═════ Source material ═════

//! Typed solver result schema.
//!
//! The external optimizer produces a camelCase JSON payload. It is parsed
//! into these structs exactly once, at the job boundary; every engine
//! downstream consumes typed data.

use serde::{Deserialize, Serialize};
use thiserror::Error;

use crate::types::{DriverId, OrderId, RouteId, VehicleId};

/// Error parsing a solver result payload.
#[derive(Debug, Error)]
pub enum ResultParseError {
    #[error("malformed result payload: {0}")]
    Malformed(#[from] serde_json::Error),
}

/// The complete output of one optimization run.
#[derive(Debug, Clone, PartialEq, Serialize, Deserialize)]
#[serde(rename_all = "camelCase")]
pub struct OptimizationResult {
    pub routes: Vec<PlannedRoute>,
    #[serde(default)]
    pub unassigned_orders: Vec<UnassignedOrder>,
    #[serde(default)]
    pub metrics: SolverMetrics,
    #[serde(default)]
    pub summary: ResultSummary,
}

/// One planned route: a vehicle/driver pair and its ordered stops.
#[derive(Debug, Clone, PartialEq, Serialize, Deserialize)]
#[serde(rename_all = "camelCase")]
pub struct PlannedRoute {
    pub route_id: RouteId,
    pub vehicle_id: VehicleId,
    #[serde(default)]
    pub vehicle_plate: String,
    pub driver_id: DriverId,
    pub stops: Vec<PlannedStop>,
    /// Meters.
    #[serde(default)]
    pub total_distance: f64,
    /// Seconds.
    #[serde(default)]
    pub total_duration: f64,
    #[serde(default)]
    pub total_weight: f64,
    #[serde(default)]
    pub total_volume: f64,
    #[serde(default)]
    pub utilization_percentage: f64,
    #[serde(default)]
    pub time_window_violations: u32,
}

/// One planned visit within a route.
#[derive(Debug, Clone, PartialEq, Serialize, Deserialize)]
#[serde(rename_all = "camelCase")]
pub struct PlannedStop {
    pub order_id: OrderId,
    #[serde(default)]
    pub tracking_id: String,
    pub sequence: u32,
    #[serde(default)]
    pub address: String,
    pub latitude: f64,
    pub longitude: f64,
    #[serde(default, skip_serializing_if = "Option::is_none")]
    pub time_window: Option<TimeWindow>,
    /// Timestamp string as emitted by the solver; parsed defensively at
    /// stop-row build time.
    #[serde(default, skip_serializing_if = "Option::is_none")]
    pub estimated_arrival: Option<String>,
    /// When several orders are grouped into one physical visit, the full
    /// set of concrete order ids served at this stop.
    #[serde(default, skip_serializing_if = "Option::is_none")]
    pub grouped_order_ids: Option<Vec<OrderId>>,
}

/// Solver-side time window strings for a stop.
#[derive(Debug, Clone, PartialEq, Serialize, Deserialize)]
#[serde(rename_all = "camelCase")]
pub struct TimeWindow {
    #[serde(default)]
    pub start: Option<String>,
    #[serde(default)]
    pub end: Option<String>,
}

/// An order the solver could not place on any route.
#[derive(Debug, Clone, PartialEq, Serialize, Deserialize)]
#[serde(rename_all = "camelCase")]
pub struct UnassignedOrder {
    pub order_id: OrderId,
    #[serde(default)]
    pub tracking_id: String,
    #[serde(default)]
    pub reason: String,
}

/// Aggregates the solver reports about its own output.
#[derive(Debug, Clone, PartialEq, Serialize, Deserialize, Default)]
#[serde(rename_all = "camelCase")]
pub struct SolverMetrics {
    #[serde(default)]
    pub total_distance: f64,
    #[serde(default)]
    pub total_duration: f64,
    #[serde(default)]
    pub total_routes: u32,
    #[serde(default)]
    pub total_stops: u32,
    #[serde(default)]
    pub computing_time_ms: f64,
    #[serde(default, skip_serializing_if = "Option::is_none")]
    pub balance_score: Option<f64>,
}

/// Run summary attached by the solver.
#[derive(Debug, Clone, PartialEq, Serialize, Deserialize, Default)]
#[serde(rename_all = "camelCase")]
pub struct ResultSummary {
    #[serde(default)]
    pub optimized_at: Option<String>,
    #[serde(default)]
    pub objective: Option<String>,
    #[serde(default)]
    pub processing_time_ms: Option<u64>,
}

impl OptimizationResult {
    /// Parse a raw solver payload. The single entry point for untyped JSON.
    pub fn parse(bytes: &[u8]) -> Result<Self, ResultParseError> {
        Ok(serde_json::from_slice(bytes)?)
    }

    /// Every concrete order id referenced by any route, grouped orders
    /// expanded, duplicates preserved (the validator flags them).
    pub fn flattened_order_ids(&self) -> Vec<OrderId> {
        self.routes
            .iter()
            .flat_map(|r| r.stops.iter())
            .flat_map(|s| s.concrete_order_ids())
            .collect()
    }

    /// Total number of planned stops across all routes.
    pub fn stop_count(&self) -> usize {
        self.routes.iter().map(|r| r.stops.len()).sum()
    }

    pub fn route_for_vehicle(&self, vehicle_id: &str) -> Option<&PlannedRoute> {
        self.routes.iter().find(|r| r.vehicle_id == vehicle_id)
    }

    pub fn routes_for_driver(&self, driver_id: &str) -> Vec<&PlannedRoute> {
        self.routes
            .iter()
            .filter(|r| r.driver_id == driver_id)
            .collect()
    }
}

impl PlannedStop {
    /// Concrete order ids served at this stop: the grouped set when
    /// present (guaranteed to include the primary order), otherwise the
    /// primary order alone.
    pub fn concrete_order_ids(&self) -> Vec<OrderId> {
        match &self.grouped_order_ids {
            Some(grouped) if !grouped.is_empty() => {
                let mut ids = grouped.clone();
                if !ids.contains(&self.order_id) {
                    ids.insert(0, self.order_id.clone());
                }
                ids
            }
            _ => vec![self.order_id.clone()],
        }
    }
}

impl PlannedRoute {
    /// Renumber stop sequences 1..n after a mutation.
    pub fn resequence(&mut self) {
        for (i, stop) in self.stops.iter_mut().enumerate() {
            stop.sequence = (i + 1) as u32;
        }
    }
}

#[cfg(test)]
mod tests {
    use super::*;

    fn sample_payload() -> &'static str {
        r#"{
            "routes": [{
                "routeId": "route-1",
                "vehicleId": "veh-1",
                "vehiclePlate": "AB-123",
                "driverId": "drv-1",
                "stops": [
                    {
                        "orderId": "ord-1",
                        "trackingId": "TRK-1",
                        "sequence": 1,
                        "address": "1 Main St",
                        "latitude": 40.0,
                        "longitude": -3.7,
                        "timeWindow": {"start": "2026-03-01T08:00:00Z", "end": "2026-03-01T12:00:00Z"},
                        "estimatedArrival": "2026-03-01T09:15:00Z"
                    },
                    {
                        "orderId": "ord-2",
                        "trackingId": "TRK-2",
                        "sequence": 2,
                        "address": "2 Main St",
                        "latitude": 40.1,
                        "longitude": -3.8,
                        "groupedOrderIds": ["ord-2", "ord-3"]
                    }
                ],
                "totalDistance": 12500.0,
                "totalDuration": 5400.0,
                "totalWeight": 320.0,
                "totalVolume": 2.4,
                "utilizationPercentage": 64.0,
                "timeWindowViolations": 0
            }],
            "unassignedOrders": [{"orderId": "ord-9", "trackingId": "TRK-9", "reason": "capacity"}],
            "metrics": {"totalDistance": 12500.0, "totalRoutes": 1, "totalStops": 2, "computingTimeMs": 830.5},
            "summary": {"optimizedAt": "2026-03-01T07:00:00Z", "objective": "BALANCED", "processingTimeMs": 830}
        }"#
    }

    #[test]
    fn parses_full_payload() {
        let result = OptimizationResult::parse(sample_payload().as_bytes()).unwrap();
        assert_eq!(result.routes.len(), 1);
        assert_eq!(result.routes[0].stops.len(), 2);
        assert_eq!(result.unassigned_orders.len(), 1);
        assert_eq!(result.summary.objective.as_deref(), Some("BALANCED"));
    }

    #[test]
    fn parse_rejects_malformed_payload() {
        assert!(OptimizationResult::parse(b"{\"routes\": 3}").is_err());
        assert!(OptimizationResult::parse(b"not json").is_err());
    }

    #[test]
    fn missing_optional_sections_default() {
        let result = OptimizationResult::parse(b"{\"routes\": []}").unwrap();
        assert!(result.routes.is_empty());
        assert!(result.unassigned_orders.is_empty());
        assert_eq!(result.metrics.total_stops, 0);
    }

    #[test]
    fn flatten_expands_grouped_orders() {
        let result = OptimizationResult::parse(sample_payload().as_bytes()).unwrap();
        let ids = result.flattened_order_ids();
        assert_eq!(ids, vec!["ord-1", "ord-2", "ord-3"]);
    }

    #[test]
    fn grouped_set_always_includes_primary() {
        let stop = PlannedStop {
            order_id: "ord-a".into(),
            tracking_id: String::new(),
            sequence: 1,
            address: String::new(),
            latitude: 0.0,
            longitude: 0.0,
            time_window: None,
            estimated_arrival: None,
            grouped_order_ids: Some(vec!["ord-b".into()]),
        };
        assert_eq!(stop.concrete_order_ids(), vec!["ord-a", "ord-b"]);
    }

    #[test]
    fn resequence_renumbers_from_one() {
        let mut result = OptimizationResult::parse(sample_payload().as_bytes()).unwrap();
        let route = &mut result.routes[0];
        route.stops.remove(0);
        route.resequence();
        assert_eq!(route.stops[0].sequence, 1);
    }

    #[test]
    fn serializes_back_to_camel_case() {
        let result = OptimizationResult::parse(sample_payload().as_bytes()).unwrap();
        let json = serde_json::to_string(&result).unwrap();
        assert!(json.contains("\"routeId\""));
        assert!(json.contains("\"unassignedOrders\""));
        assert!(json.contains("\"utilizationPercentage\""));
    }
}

═════

▶ [Try it] Only lines of the data holding the word "BALANCED" go in the answer. Please copy each of them.

▶ [Solution]
            "summary": {"optimizedAt": "2026-03-01T07:00:00Z", "objective": "BALANCED", "processingTimeMs": 830}
        assert_eq!(result.summary.objective.as_deref(), Some("BALANCED"));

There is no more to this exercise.